I wanted to build a custom flight controller from the ground up to deepen my understanding of PCB design, embedded systems, and sensor integration for UAV applications. My goal was to create a professional grade board that goes beyond tutorials, demonstrating real engineering practices and industry relevant design skills.
The board is based on the STM32F446RE microcontroller (ARM Cortex-M4), chosen for its high performance in real-time applications. It integrates the ICM 42670P IMU for motion sensing and the BMP390 barometric sensor for altitude measurement. To support UAV control, the design includes ESC connectors, UART, SPI, CAN bus interfaces, and SWD debugging. The result is a complete embedded platform capable of powering and controlling drones or other robotics projects.

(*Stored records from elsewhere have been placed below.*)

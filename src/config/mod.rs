use std::fs;
use std::path::{Path, PathBuf};
use std::time::Duration;

use serde::{Deserialize, Serialize};

use crate::error::{Error, Result};
use crate::types::Provider;

pub const CONFIG_FILE_NAME: &str = "modelgate.toml";
pub const DB_FILE_NAME: &str = "modelgate.db";
pub const DEFAULT_CACHE_TTL_SECS: u64 = 300;

pub const MASTER_SECRET_ENV: &str = "MODELGATE_SECRET_KEY";
pub const CACHE_TTL_ENV: &str = "MODELGATE_CACHE_TTL_SECS";

/// Environment-default API keys, the last level of the credential fallback
/// chain.
#[derive(Clone, Default, PartialEq, Eq, Serialize, Deserialize)]
pub struct ProviderKeys {
    #[serde(default, skip_serializing_if = "Option::is_none")]
    pub anthropic: Option<String>,
    #[serde(default, skip_serializing_if = "Option::is_none")]
    pub openai: Option<String>,
    #[serde(default, skip_serializing_if = "Option::is_none")]
    pub google: Option<String>,
}

impl ProviderKeys {
    /// The configured key for `provider`. Empty strings count as unset.
    #[must_use]
    pub fn get(&self, provider: Provider) -> Option<&str> {
        let key = match provider {
            Provider::Anthropic => self.anthropic.as_deref(),
            Provider::OpenAi => self.openai.as_deref(),
            Provider::Google => self.google.as_deref(),
        };
        key.filter(|k| !k.is_empty())
    }

    pub fn set(&mut self, provider: Provider, key: Option<String>) {
        let slot = match provider {
            Provider::Anthropic => &mut self.anthropic,
            Provider::OpenAi => &mut self.openai,
            Provider::Google => &mut self.google,
        };
        *slot = key;
    }

    /// Environment variable holding the default key for `provider`.
    #[must_use]
    pub const fn env_var(provider: Provider) -> &'static str {
        match provider {
            Provider::Anthropic => "ANTHROPIC_API_KEY",
            Provider::OpenAi => "OPENAI_API_KEY",
            Provider::Google => "GOOGLE_API_KEY",
        }
    }
}

impl std::fmt::Debug for ProviderKeys {
    fn fmt(&self, f: &mut std::fmt::Formatter<'_>) -> std::fmt::Result {
        let mut list = f.debug_list();
        for provider in Provider::ALL {
            if self.get(provider).is_some() {
                list.entry(&provider.as_str());
            }
        }
        list.finish()
    }
}

/// On-disk shape of `modelgate.toml`.
#[derive(Debug, Default, Deserialize)]
struct ConfigFile {
    master_secret: Option<String>,
    cache_ttl_secs: Option<u64>,
    #[serde(default)]
    provider_keys: ProviderKeys,
}

#[derive(Clone)]
pub struct AppConfig {
    pub data_dir: PathBuf,
    pub master_secret: Option<String>,
    pub cache_ttl: Duration,
    pub provider_keys: ProviderKeys,
}

impl std::fmt::Debug for AppConfig {
    fn fmt(&self, f: &mut std::fmt::Formatter<'_>) -> std::fmt::Result {
        f.debug_struct("AppConfig")
            .field("data_dir", &self.data_dir)
            .field("master_secret", &self.master_secret.as_ref().map(|_| "<redacted>"))
            .field("cache_ttl", &self.cache_ttl)
            .field("provider_keys", &self.provider_keys)
            .finish()
    }
}

impl Default for AppConfig {
    fn default() -> Self {
        Self {
            data_dir: PathBuf::from("./data"),
            master_secret: None,
            cache_ttl: Duration::from_secs(DEFAULT_CACHE_TTL_SECS),
            provider_keys: ProviderKeys::default(),
        }
    }
}

impl AppConfig {
    /// Defaults, then `<data_dir>/modelgate.toml` if present, then the process
    /// environment.
    pub fn load<P: AsRef<Path>>(data_dir: P) -> Result<Self> {
        let mut config = Self::from_dir(data_dir)?;
        config.apply_env(|name| std::env::var(name).ok())?;
        Ok(config)
    }

    /// Defaults overlaid with the config file only.
    pub fn from_dir<P: AsRef<Path>>(data_dir: P) -> Result<Self> {
        let mut config = Self {
            data_dir: data_dir.as_ref().to_path_buf(),
            ..Self::default()
        };

        let path = config.config_path();
        if path.exists() {
            let content = fs::read_to_string(&path)?;
            let file: ConfigFile = toml::from_str(&content)
                .map_err(|e| Error::Config(format!("{}: {e}", path.display())))?;

            if file.master_secret.is_some() {
                config.master_secret = file.master_secret;
            }
            if let Some(secs) = file.cache_ttl_secs {
                config.cache_ttl = Duration::from_secs(secs);
            }
            for provider in Provider::ALL {
                if let Some(key) = file.provider_keys.get(provider) {
                    config.provider_keys.set(provider, Some(key.to_string()));
                }
            }
            tracing::debug!("Loaded configuration from {}", path.display());
        }

        Ok(config)
    }

    /// Overlays values from `lookup`, normally `std::env::var`.
    pub fn apply_env<F>(&mut self, lookup: F) -> Result<()>
    where
        F: Fn(&str) -> Option<String>,
    {
        if let Some(secret) = lookup(MASTER_SECRET_ENV).filter(|s| !s.is_empty()) {
            self.master_secret = Some(secret);
        }

        if let Some(raw) = lookup(CACHE_TTL_ENV) {
            let secs: u64 = raw.trim().parse().map_err(|_| {
                Error::Config(format!("{CACHE_TTL_ENV} must be a whole number of seconds"))
            })?;
            self.cache_ttl = Duration::from_secs(secs);
        }

        for provider in Provider::ALL {
            if let Some(key) = lookup(ProviderKeys::env_var(provider)).filter(|k| !k.is_empty()) {
                self.provider_keys.set(provider, Some(key));
            }
        }

        Ok(())
    }

    /// The master secret, or a configuration error when it is missing.
    pub fn require_master_secret(&self) -> Result<&str> {
        match self.master_secret.as_deref() {
            Some(secret) if !secret.is_empty() => Ok(secret),
            _ => Err(Error::Config(format!(
                "no master secret configured; set {MASTER_SECRET_ENV} or master_secret in {CONFIG_FILE_NAME}"
            ))),
        }
    }

    #[must_use]
    pub fn db_path(&self) -> PathBuf {
        self.data_dir.join(DB_FILE_NAME)
    }

    #[must_use]
    pub fn config_path(&self) -> PathBuf {
        self.data_dir.join(CONFIG_FILE_NAME)
    }
}

#[cfg(test)]
mod tests {
    use std::collections::HashMap;

    use super::*;
    use tempfile::TempDir;

    fn env(pairs: &[(&str, &str)]) -> impl Fn(&str) -> Option<String> {
        let map: HashMap<String, String> = pairs
            .iter()
            .map(|(k, v)| (k.to_string(), v.to_string()))
            .collect();
        move |name| map.get(name).cloned()
    }

    #[test]
    fn test_defaults_without_file() {
        let temp = TempDir::new().unwrap();
        let config = AppConfig::from_dir(temp.path()).unwrap();

        assert_eq!(config.cache_ttl, Duration::from_secs(300));
        assert!(config.master_secret.is_none());
        assert_eq!(config.db_path(), temp.path().join("modelgate.db"));
        assert!(matches!(config.require_master_secret(), Err(Error::Config(_))));
    }

    #[test]
    fn test_file_then_env_precedence() {
        let temp = TempDir::new().unwrap();
        fs::write(
            temp.path().join(CONFIG_FILE_NAME),
            r#"
master_secret = "from-file"
cache_ttl_secs = 60

[provider_keys]
openai = "sk-file"
google = "g-file"
"#,
        )
        .unwrap();

        let mut config = AppConfig::from_dir(temp.path()).unwrap();
        assert_eq!(config.require_master_secret().unwrap(), "from-file");
        assert_eq!(config.cache_ttl, Duration::from_secs(60));

        config
            .apply_env(env(&[
                ("MODELGATE_SECRET_KEY", "from-env"),
                ("OPENAI_API_KEY", "sk-env"),
                ("ANTHROPIC_API_KEY", ""),
            ]))
            .unwrap();

        assert_eq!(config.require_master_secret().unwrap(), "from-env");
        assert_eq!(config.provider_keys.get(Provider::OpenAi), Some("sk-env"));
        assert_eq!(config.provider_keys.get(Provider::Google), Some("g-file"));
        assert_eq!(config.provider_keys.get(Provider::Anthropic), None);
    }

    #[test]
    fn test_invalid_ttl_env() {
        let mut config = AppConfig::default();
        let result = config.apply_env(env(&[("MODELGATE_CACHE_TTL_SECS", "soon")]));
        assert!(matches!(result, Err(Error::Config(_))));
    }

    #[test]
    fn test_malformed_file_is_config_error() {
        let temp = TempDir::new().unwrap();
        fs::write(temp.path().join(CONFIG_FILE_NAME), "master_secret = [").unwrap();
        assert!(matches!(
            AppConfig::from_dir(temp.path()),
            Err(Error::Config(_))
        ));
    }

    #[test]
    fn test_debug_redacts_secrets() {
        let mut config = AppConfig::default();
        config.master_secret = Some("hunter2".to_string());
        config.provider_keys.openai = Some("sk-live".to_string());

        let debug = format!("{config:?}");
        assert!(!debug.contains("hunter2"));
        assert!(!debug.contains("sk-live"));
        assert!(debug.contains("openai"));
    }
}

Designed and routed the multi-layer PCB in KiCad with emphasis on signal integrity, power distribution, and decoupling. Optimized oscillator and sensor routing for stability. Validated hardware in STM32CubeIDE through firmware configuration and peripheral testing
High-performance 32-bit ARM Cortex-M processor with dedicated floating point unit for real time flight calculations and sensor fusion.
6-axis inertial measurement unit with accelerometer and gyroscope for precise attitude determination and flight stabilization.
Multi-rail power distribution with voltage regulation, battery monitoring, and power-on sequencing for reliable operation.
Multiple communication interfaces including USB, UART, SPI, and I2C for telemetry, configuration, and peripheral expansion.